- _Exercise aim_
Please copy out the lines in the entries that contain "ended".
--- Exercise materials ---
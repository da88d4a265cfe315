//! Turn order and the console game loop

use anyhow::{bail, Result};
use tracing::{debug, info};

use std::io::Write;

use crate::board::{Board, Mark};
use crate::player::Player;

/// How a finished game ended
#[derive(Copy, Clone, Eq, PartialEq, Debug)]
pub enum Outcome {
    Winner(Mark),
    Tie,
}

/// Game setup for the console binary
#[derive(Copy, Clone, Debug)]
pub struct Options {
    pub human: Mark,
    pub computer: Mark,
    /// Colour the board when it is drawn
    pub color: bool,
}

impl Default for Options {
    fn default() -> Self {
        Self {
            human: Mark::O,
            computer: Mark::X,
            color: false,
        }
    }
}

pub struct Game {
    board: Board,
    players: [Box<dyn Player>; 2],
    current_player: usize,
}

impl Game {
    /// Creates a game on an empty board, `first` moving first
    pub fn new(first: Box<dyn Player>, second: Box<dyn Player>) -> Result<Self> {
        Self::from_board(Board::new(), first, second)
    }

    /// Creates a game continuing from `board`, `first` to move
    pub fn from_board(
        board: Board,
        first: Box<dyn Player>,
        second: Box<dyn Player>,
    ) -> Result<Self> {
        if first.mark() == second.mark() {
            bail!("both players use the mark {}", first.mark());
        }
        Ok(Self {
            board,
            players: [first, second],
            current_player: 0,
        })
    }

    pub fn board(&self) -> &Board {
        &self.board
    }

    pub fn current_mark(&self) -> Mark {
        self.players[self.current_player].mark()
    }

    fn switch_player(&mut self) {
        self.current_player = 1 - self.current_player;
    }

    /// Asks the current player for columns until one is playable, plays
    /// it and hands the turn over
    ///
    /// Returns the column played.
    pub fn play_turn(&mut self) -> Result<usize> {
        let player = &mut self.players[self.current_player];
        let mark = player.mark();
        let played = loop {
            let column = player.choose_column(&self.board)?;
            match self.board.play_checked(column, mark) {
                Ok(row) => {
                    debug!(%mark, column, row, "disc dropped");
                    break column as usize;
                }
                // try the move again
                Err(err) => debug!(%mark, column, "{}", err),
            }
        };
        self.switch_player();
        Ok(played)
    }

    /// The outcome of the game, once the board is over
    pub fn outcome(&self) -> Option<Outcome> {
        match self.board.winner() {
            Some(mark) => Some(Outcome::Winner(mark)),
            None if self.board.is_full() => Some(Outcome::Tie),
            None => None,
        }
    }

    /// Plays the game to completion, printing the board before every turn
    pub fn run<W: Write>(&mut self, out: &mut W, options: &Options) -> Result<Outcome> {
        let colors = if options.color {
            Some((self.players[0].mark(), self.players[1].mark()))
        } else {
            None
        };

        info!(
            first = %self.players[0].mark(),
            second = %self.players[1].mark(),
            "starting game"
        );
        writeln!(out, "Welcome to Connect4!")?;

        while !self.board.is_over() {
            writeln!(out)?;
            self.board.display(out, colors)?;
            self.play_turn()?;
        }

        self.board.display(out, colors)?;
        let outcome = match self.outcome() {
            Some(outcome) => outcome,
            None => bail!("game loop ended without an outcome"),
        };
        match outcome {
            Outcome::Winner(mark) => writeln!(out, "Congrats {}! You win.", mark)?,
            Outcome::Tie => writeln!(out, "Tie game.")?,
        }
        info!(?outcome, "game over");
        Ok(outcome)
    }
}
---
- _Solution for this problem_
/// How a finished game ended
            None => bail!("game loop ended without an outcome"),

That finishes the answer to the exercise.